The chief feasibility issue of Valkyrie (or for any antimatter-beam drive) lies in its requirement of quantities of antimatter fuel measured in tons. Antimatter cannot be produced at an efficiency of more than 50% (that is to say, to produce one gram of antimatter requires twice as much energy as you would get from annihilating that gram with a gram of matter). Since a half a kilogram of antimatter would yield 9×1016 J if annihilated with an equal amount of matter, this quickly adds up to enormous energy requirements for its production. To produce the 50 tons of antimatter Valkyrie would need would require 1.8×10^22 J. This is the same amount of energy that the entire human race currently uses in about forty years.

This may be solved by creating a truly enormous power plant for the antimatter factory, probably in the form of a vast array for solar panels with a combined area of millions of square kilometers. Alternately the antimatter-fusion hybrid drive the Valkyrie uses to accelerate up to 0.2 c would require much less antimatter and, with an exhaust velocity of 30-60,000 km·s-1, still compares quite favorably with competing engines such as the inertial confinement pulse drive used by Project Daedalus or Project Orion (nuclear propulsion).

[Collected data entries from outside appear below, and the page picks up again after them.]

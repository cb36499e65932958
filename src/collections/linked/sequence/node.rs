use std::ptr::NonNull;

pub(crate) type Link<T> = Option<NodePtr<T>>;

// NOTE: Nodes are allocated with Box and then leaked into a NonNull, so that a node can be moved
// back out of the heap by value with take_node. Each node is owned by exactly one link: the `next`
// of the node before it, or the sequence itself for the head. The sequence's tail pointer is the
// only other handle to a node and never frees it.

pub(crate) struct NodePtr<T>(NonNull<Node<T>>);

impl<T> NodePtr<T> {
    pub fn from_node(node: Node<T>) -> NodePtr<T> {
        NodePtr(NonNull::from(Box::leak(Box::new(node))))
    }

    /// Moves the node back out of its allocation and frees it.
    ///
    /// # Safety
    /// The pointer must not be used again after this call, and neither may any copies of it.
    pub unsafe fn take_node(self) -> Node<T> {
        // SAFETY: The pointer was created by Box::leak in from_node and the caller guarantees that
        // it hasn't already been freed.
        unsafe { *Box::from_raw(self.0.as_ptr()) }
    }

    pub fn value<'a>(&self) -> &'a T {
        // SAFETY: A NodePtr is only reachable through a live sequence, which ties the returned
        // lifetime to a borrow of itself.
        unsafe { &(*self.0.as_ptr()).value }
    }

    pub fn value_mut<'a>(&mut self) -> &'a mut T {
        // SAFETY: As for value, with a mutable borrow of the owning sequence.
        unsafe { &mut (*self.0.as_ptr()).value }
    }

    pub fn next<'a>(&self) -> &'a Link<T> {
        // SAFETY: As for value.
        unsafe { &(*self.0.as_ptr()).next }
    }

    #[allow(clippy::mut_from_ref)]
    pub fn next_mut<'a>(&self) -> &'a mut Link<T> {
        // SAFETY: Only called while the owning sequence is mutably borrowed.
        unsafe { &mut (*self.0.as_ptr()).next }
    }
}

impl<T> Clone for NodePtr<T> {
    fn clone(&self) -> Self {
        *self
    }
}

impl<T> Copy for NodePtr<T> {}

impl<T> PartialEq for NodePtr<T> {
    fn eq(&self, other: &Self) -> bool {
        self.0 == other.0
    }
}

pub(crate) struct Node<T> {
    pub value: T,
    pub next: Link<T>,
}
mod iter;
mod length;
mod node;
mod ordered_sequence;
mod tests;

pub use iter::*;
pub(crate) use length::*;
pub(crate) use node::*;
pub use ordered_sequence::*;
use std::marker::PhantomData;

/// A first-in-first-out collection. Elements are dequeued in the same order that they were
/// enqueued.
///
/// # Examples
/// ```
/// # use sequence_lib::collections::linked::OrderedSequence;
/// # use sequence_lib::collections::traits::Queue;
/// let mut pit_lane = OrderedSequence::new();
/// pit_lane.enqueue("Hamilton");
/// pit_lane.enqueue("Verstappen");
/// assert_eq!(pit_lane.peek_front(), Some(&"Hamilton"));
/// assert_eq!(pit_lane.dequeue(), Some("Hamilton"));
/// assert_eq!(pit_lane.dequeue(), Some("Verstappen"));
/// assert_eq!(pit_lane.dequeue(), None);
/// ```
pub trait Queue<T> {
    /// Adds `value` to the back of the queue.
    fn enqueue(&mut self, value: T);

    /// Removes the element at the front of the queue and returns it, or [`None`] if the queue is
    /// empty.
    fn dequeue(&mut self) -> Option<T>;

    /// Returns a reference to the element that will be dequeued next.
    fn peek_front(&self) -> Option<&T>;

    fn len(&self) -> usize;

    fn is_empty(&self) -> bool {
        self.len() == 0
    }

    /// Dequeues every element, in order.
    fn drain_front(&mut self) -> DrainFront<'_, Self, T> where Self: Sized {
        DrainFront {
            queue: self,
            _phantom: PhantomData,
        }
    }
}

/// Iterator returned by [`Queue::drain_front`].
pub struct DrainFront<'a, Q: Queue<T>, T> {
    queue: &'a mut Q,
    _phantom: PhantomData<T>,
}

impl<'a, Q: Queue<T>, T> Iterator for DrainFront<'a, Q, T> {
    type Item = T;

    fn next(&mut self) -> Option<Self::Item> {
        self.queue.dequeue()
    }

    fn size_hint(&self) -> (usize, Option<usize>) {
        (self.queue.len(), Some(self.queue.len()))
    }
}

impl<'a, Q: Queue<T>, T> ExactSizeIterator for DrainFront<'a, Q, T> {}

Charles Pellegrino’s website has more information

The engine is simply a magnetic coil, which generates a magnetic field, against which particles from the matter-antimatter reaction zone are bounced. The magnetic field (and hence the coil), is propelled forward by the bounce. The coil then pulls the rest of the ship along on a string, much as a motorboat pulls a water skier. A pulling rather than a pushing engine eliminates most of the structural girders that would not only, by their mere existence, add unwarranted mass, but would multiply that mass many times over by their need for shields and cooling equipment, and by added fuel to push the added fuel . . . leading to a chain reaction of design complications. . .and to an engine that burns hotter, but which cannot afford to push the giant to even a significant fraction of lightspeed. By contrast to what has traditionally become known as the large, slow-moving ‘space ark’ approach to interstellar flight, Valkyrie becomes a low mass speedboat

Valkyrie is the ultralight of rockets, consisting mostly of naked magnetic coils and pods held together by tethers. Indeed, it can best be summed up as a kite (with magnetic field lines instead of paper sheets) that flies through space on a muon wind of its own creation. Valkyrie’s fuel stores (both matter and antimatter combined) are estimated at slightly less than half the mass of the rest of the spacecraft, or about one hundred tons. technology. The Valkyrie will have a maximum cruising speed of 92 percent lightspeed.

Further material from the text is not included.